February 2010 image of the slaughterhouse where, sixty-five Februaries previously, Kurt Vonnegut survived the Dresden firebombing

One of my undertakings for this winter is to re-read the Kurt Vonnegut catalog. Like many, I read Vonnegut extensively in high school and college but got away from him over the years, though I did return to Slaughterhouse Five from time to time. Vonnegut is one of those writers one can return to at different points in one’s life, reading him with fresh eyes from the changing perspectives of one’s age. I intend to read both the fiction and non-fiction. I will have to do a literature review before diving in fully, but I am considering some type of project in which I analyze the World Wars on Vonnegut’s family. I know that a fair amount has been done on Vonnegut but I think there are some threads left to untangle. If this happens, it will not be until summer or fall.

Vonnegut in uniform during the Second World War, circa 1943-45

Again it has been a while since I have read him, but I recall him discussing the effect that the anti-German hysteria had on his family in Indiana during the First World War. Vonnegut, born in 1922, was a young enlisted man during the Second World War and famously survived the February 1945 firebombing of Dresden Germany as a prisoner of war. That experience in turn was the basis of Slaughterhouse Five, usually considered his most important work. He often downplayed the role that his Second World War experiences played on his personal life, claiming that people often go through cataclysmic events with little to no impact on their own psyches. That may or may not be true. It is without question true that the Second World War played a huge role in his writings. His mother’s 1944 suicide was also a factor in his worldview.

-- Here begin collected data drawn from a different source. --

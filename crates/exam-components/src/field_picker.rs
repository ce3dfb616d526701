//! Field selection and ordering
//!
//! `FieldPicker` toggles fields in catalog order; `SelectedFields` shows the
//! selection as chips that can be dragged or nudged to reorder. A reorder
//! moves the same positions in the catalog ordering too.

use exam_client::use_exam_service;
use exam_core::{FieldId, colors};
use exam_state::use_app_state;
use leptos::{ev, prelude::*};

/// Target index for nudging the chip at `index` one step; `None` at the edges
pub fn nudge_target(index: usize, len: usize, forward: bool) -> Option<isize> {
    if forward {
        (index + 1 < len).then(|| index as isize + 1)
    } else {
        (index > 0).then(|| index as isize - 1)
    }
}

#[component]
pub fn FieldPicker() -> impl IntoView {
    let state = use_app_state();

    // (id, label, unit, checked) in catalog order
    let rows = move || {
        state.chart.with(|chart| {
            let fields = &chart.state().fields;
            state.catalog.with(|catalog| {
                catalog
                    .ordered_by(&fields.catalog)
                    .into_iter()
                    .map(|field| {
                        (
                            field.field_id.clone(),
                            field.label().to_string(),
                            field.measurement_unit.clone(),
                            fields.selection.contains(&field.field_id),
                        )
                    })
                    .collect::<Vec<_>>()
            })
        })
    };

    view! {
        <div class="field-picker">
            <div class="panel-header">
                <span class="panel-title">"Fields"</span>
            </div>
            <ul class="field-list">
                {move || {
                    rows().into_iter().map(|(id, label, unit, checked)| {
                        view! { <FieldRow id=id label=label unit=unit checked=checked /> }
                    }).collect_view()
                }}
            </ul>
        </div>
    }
}

#[component]
fn FieldRow(id: FieldId, label: String, unit: String, checked: bool) -> impl IntoView {
    let state = use_app_state();
    let field_id = StoredValue::new(id);

    view! {
        <li class="field-row">
            <label>
                <input
                    type="checkbox"
                    prop:checked=checked
                    on:change=move |_: ev::Event| state.toggle_field(field_id.get_value())
                />
                <span class="field-label">{label}</span>
                {(!unit.is_empty()).then(|| view! { <span class="field-unit">{format!("({})", unit)}</span> })}
            </label>
        </li>
    }
}

#[component]
pub fn SelectedFields() -> impl IntoView {
    let state = use_app_state();
    let service = StoredValue::new(use_exam_service());
    let dragging = StoredValue::new(None::<usize>);

    let reorder = move |from: usize, to: isize| {
        if let Err(e) = service.with_value(|s| s.reorder(from, to)) {
            tracing::warn!("Reorder rejected: {}", e);
            state.set_error(e.to_string());
        }
    };

    // (label, color) in selection order
    let chips = move || {
        state.chart.with(|chart| {
            state.catalog.with(|catalog| {
                chart
                    .state()
                    .selection()
                    .iter()
                    .enumerate()
                    .map(|(i, id)| {
                        let label = catalog
                            .get(id)
                            .map(|f| f.label().to_string())
                            .unwrap_or_else(|| id.to_string());
                        (label, colors::palette_color(i))
                    })
                    .collect::<Vec<_>>()
            })
        })
    };

    view! {
        <div class="selected-fields">
            {move || {
                let chips = chips();
                let len = chips.len();
                chips.into_iter().enumerate().map(|(index, (label, color))| {
                    let back = nudge_target(index, len, false);
                    let forward = nudge_target(index, len, true);

                    view! {
                        <span
                            class="field-chip"
                            style=format!("border-color: {}", color)
                            draggable="true"
                            on:dragstart=move |_: ev::DragEvent| dragging.set_value(Some(index))
                            on:dragover=move |ev: ev::DragEvent| ev.prevent_default()
                            on:drop=move |ev: ev::DragEvent| {
                                ev.prevent_default();
                                if let Some(from) = dragging.get_value() {
                                    dragging.set_value(None);
                                    if from != index {
                                        reorder(from, index as isize);
                                    }
                                }
                            }
                        >
                            <button
                                class="chip-nudge"
                                disabled=back.is_none()
                                on:click=move |_: ev::MouseEvent| {
                                    if let Some(to) = back {
                                        reorder(index, to);
                                    }
                                }
                            >
                                "◀"
                            </button>
                            <span class="chip-label" style=format!("color: {}", color)>{label}</span>
                            <button
                                class="chip-nudge"
                                disabled=forward.is_none()
                                on:click=move |_: ev::MouseEvent| {
                                    if let Some(to) = forward {
                                        reorder(index, to);
                                    }
                                }
                            >
                                "▶"
                            </button>
                        </span>
                    }
                }).collect_view()
            }}
        </div>
    }
}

Right now I am focusing on the early novels. I finished God Bless You, Mr. Rosewater on Friday and started Mother Night yesterday. I am struck by how little science fiction there is in these considering that he is usually put in the Sci Fi/Fantasy genre. Some of those devices, time travel, etc., would come in later works but I would hesitate to put him in that category. A second thing that strikes me on reading these novels today is that, when Vonnegut was writing them, the Second World War was more current events than history. I never saw it that way when I was reading them in the 1970s & 80s because to my perspective the Second World War was already part of Ancient History. My sense and perspective on time has changed entirely now that I am in full blown middle age. So it goes.

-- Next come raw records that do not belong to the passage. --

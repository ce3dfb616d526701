//! Per-field time series extraction from raw exam records

use crate::{ChartError, ChartResult, ExamRecord, FieldCatalog, FieldId, Selection};
use chrono::{DateTime, Utc};
use indexmap::{IndexMap, IndexSet};
use serde::{Deserialize, Serialize};

/// One measurement on the x (time) / y (value) plane
#[derive(Debug, Clone, Copy, PartialEq, Serialize, Deserialize)]
pub struct SeriesPoint {
    pub timestamp: DateTime<Utc>,
    pub value: f64,
}

impl SeriesPoint {
    pub fn new(timestamp: DateTime<Utc>, value: f64) -> Self {
        Self { timestamp, value }
    }

    pub fn timestamp_millis(&self) -> i64 {
        self.timestamp.timestamp_millis()
    }
}

/// One field's values in first-seen date order
#[derive(Debug, Clone, PartialEq, Serialize, Deserialize)]
pub struct Series {
    pub field_id: FieldId,
    pub label: String,
    pub unit: String,
    pub points: Vec<SeriesPoint>,
}

impl Series {
    pub fn len(&self) -> usize {
        self.points.len()
    }

    pub fn is_empty(&self) -> bool {
        self.points.is_empty()
    }

    pub fn values(&self) -> impl Iterator<Item = f64> + '_ {
        self.points.iter().map(|p| p.value)
    }

    /// Min and max value
    pub fn value_range(&self) -> Option<(f64, f64)> {
        if self.points.is_empty() {
            return None;
        }

        let mut min = f64::MAX;
        let mut max = f64::MIN;
        for value in self.values() {
            min = min.min(value);
            max = max.max(value);
        }

        Some((min, max))
    }

    /// Earliest and latest timestamp in milliseconds
    pub fn time_range(&self) -> Option<(i64, i64)> {
        let mut stamps = self.points.iter().map(SeriesPoint::timestamp_millis);
        let first = stamps.next()?;
        Some(stamps.fold((first, first), |(lo, hi), t| (lo.min(t), hi.max(t))))
    }
}

/// Result of one extraction pass
#[derive(Debug, Clone, Default, PartialEq, Serialize, Deserialize)]
pub struct Extraction {
    /// One entry per selected field, in selection order
    pub series: Vec<Series>,
    /// Every distinct exam date across all records, in first-seen order
    pub timeline: Vec<DateTime<Utc>>,
}

impl Extraction {
    /// Earliest and latest timeline date in milliseconds
    pub fn timeline_range(&self) -> Option<(i64, i64)> {
        let mut stamps = self.timeline.iter().map(DateTime::timestamp_millis);
        let first = stamps.next()?;
        Some(stamps.fold((first, first), |(lo, hi), t| (lo.min(t), hi.max(t))))
    }
}

/// Turn raw records into one series per selected field.
///
/// Points keep the order in which each distinct date was first seen; they
/// are not sorted by calendar date. When a field has several records on the
/// same date the last one iterated wins, keeping the first one's position.
/// A selected field missing from `catalog` is a data-integrity error.
pub fn extract_series(
    records: &[ExamRecord],
    selection: &Selection,
    catalog: &FieldCatalog,
) -> ChartResult<Extraction> {
    if selection.is_empty() {
        return Ok(Extraction::default());
    }

    let timeline: IndexSet<DateTime<Utc>> = records.iter().map(|r| r.exam_date).collect();

    let series = selection
        .iter()
        .map(|field_id| {
            let field = catalog.get(field_id).ok_or_else(|| ChartError::UnknownField {
                field_id: field_id.clone(),
            })?;

            let mut by_date: IndexMap<DateTime<Utc>, f64> = IndexMap::new();
            for record in records.iter().filter(|r| &r.field_id == field_id) {
                // IndexMap::insert keeps the original slot for an existing key
                by_date.insert(record.exam_date, record.value);
            }

            Ok(Series {
                field_id: field_id.clone(),
                label: field.label().to_string(),
                unit: field.measurement_unit.clone(),
                points: by_date
                    .into_iter()
                    .map(|(timestamp, value)| SeriesPoint::new(timestamp, value))
                    .collect(),
            })
        })
        .collect::<ChartResult<Vec<_>>>()?;

    tracing::debug!(
        "Extracted {} series from {} records ({} distinct dates)",
        series.len(),
        records.len(),
        timeline.len()
    );

    Ok(Extraction {
        series,
        timeline: timeline.into_iter().collect(),
    })
}

#[cfg(test)]
mod tests {
    use super::*;
    use crate::{Field, parse_exam_date};

    fn record(date: &str, field: &str, value: f64) -> ExamRecord {
        ExamRecord::on("p1", date, field, value).unwrap()
    }

    fn catalog() -> FieldCatalog {
        FieldCatalog::new(vec![
            Field::new("A", "Alpha", "mg"),
            Field::new("B", "Beta", "%"),
            Field::new("C", "Gamma", ""),
        ])
    }

    fn pairs(series: &Series) -> Vec<(String, f64)> {
        series
            .points
            .iter()
            .map(|p| (p.timestamp.format("%Y-%m-%d").to_string(), p.value))
            .collect()
    }

    #[test]
    fn test_one_series_per_selected_field_in_selection_order() {
        let records = vec![record("2024-01-01", "A", 1.0)];
        let selection = Selection::from_ids(["C", "A", "B"]);

        let extraction = extract_series(&records, &selection, &catalog()).unwrap();
        let ids: Vec<_> = extraction.series.iter().map(|s| s.field_id.as_str()).collect();
        assert_eq!(ids, vec!["C", "A", "B"]);
        assert!(extraction.series[0].is_empty());
        assert_eq!(extraction.series[1].len(), 1);
    }

    #[test]
    fn test_last_write_wins_keeps_first_position() {
        let records = vec![
            record("2024-01-01", "A", 1.0),
            record("2024-01-02", "A", 2.0),
            record("2024-01-01", "A", 9.0),
        ];

        let extraction = extract_series(&records, &Selection::from_ids(["A"]), &catalog()).unwrap();
        assert_eq!(
            pairs(&extraction.series[0]),
            vec![("2024-01-01".into(), 9.0), ("2024-01-02".into(), 2.0)]
        );
    }

    #[test]
    fn test_points_follow_first_seen_order_not_calendar_order() {
        let records = vec![
            record("2024-03-01", "A", 3.0),
            record("2024-01-01", "A", 1.0),
            record("2024-02-01", "A", 2.0),
        ];

        let extraction = extract_series(&records, &Selection::from_ids(["A"]), &catalog()).unwrap();
        let values: Vec<_> = extraction.series[0].values().collect();
        assert_eq!(values, vec![3.0, 1.0, 2.0]);
    }

    #[test]
    fn test_same_instant_in_different_spellings_collapses() {
        let records = vec![
            ExamRecord::on("p1", "2024-01-01", "A", 1.0).unwrap(),
            ExamRecord::on("p1", "2024-01-01T00:00:00Z", "A", 4.0).unwrap(),
        ];

        let extraction = extract_series(&records, &Selection::from_ids(["A"]), &catalog()).unwrap();
        assert_eq!(extraction.series[0].len(), 1);
        assert_eq!(extraction.series[0].points[0].value, 4.0);
    }

    #[test]
    fn test_timeline_spans_all_records_regardless_of_selection() {
        let records = vec![
            record("2024-01-05", "A", 1.0),
            record("2024-01-01", "C", 1.0),
            record("2024-01-05", "B", 1.0),
        ];

        let extraction = extract_series(&records, &Selection::from_ids(["A"]), &catalog()).unwrap();
        assert_eq!(
            extraction.timeline,
            vec![parse_exam_date("2024-01-05").unwrap(), parse_exam_date("2024-01-01").unwrap()]
        );
        assert_eq!(
            extraction.timeline_range(),
            Some((
                parse_exam_date("2024-01-01").unwrap().timestamp_millis(),
                parse_exam_date("2024-01-05").unwrap().timestamp_millis()
            ))
        );
    }

    #[test]
    fn test_unknown_field_is_an_error() {
        let err = extract_series(&[], &Selection::from_ids(["A", "Z"]), &catalog()).unwrap_err();
        assert_eq!(err, ChartError::UnknownField { field_id: FieldId::from("Z") });
    }

    #[test]
    fn test_empty_selection_yields_nothing() {
        let records = vec![record("2024-01-01", "A", 1.0)];
        let extraction = extract_series(&records, &Selection::new(), &catalog()).unwrap();
        assert!(extraction.series.is_empty());
        assert!(extraction.timeline.is_empty());
    }

    #[test]
    fn test_series_ranges() {
        let records = vec![
            record("2024-01-03", "A", 4.0),
            record("2024-01-01", "A", -2.0),
            record("2024-01-02", "A", 7.5),
        ];

        let extraction = extract_series(&records, &Selection::from_ids(["A"]), &catalog()).unwrap();
        let series = &extraction.series[0];
        assert_eq!(series.value_range(), Some((-2.0, 7.5)));

        let (lo, hi) = series.time_range().unwrap();
        assert_eq!(lo, parse_exam_date("2024-01-01").unwrap().timestamp_millis());
        assert_eq!(hi, parse_exam_date("2024-01-03").unwrap().timestamp_millis());
    }
}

If I indeed pursue some type of project on Vonnegut, perhaps a series of articles here on the Strawfoot, I may try to tie it in with Rod Serling. Perhaps it might be a compare and contrast of the two men and how they were influenced by their experiences in the Second World War. In some ways these are still current events: it is striking to see how the problems created by the events of the twentieth century are touching the world we live in today.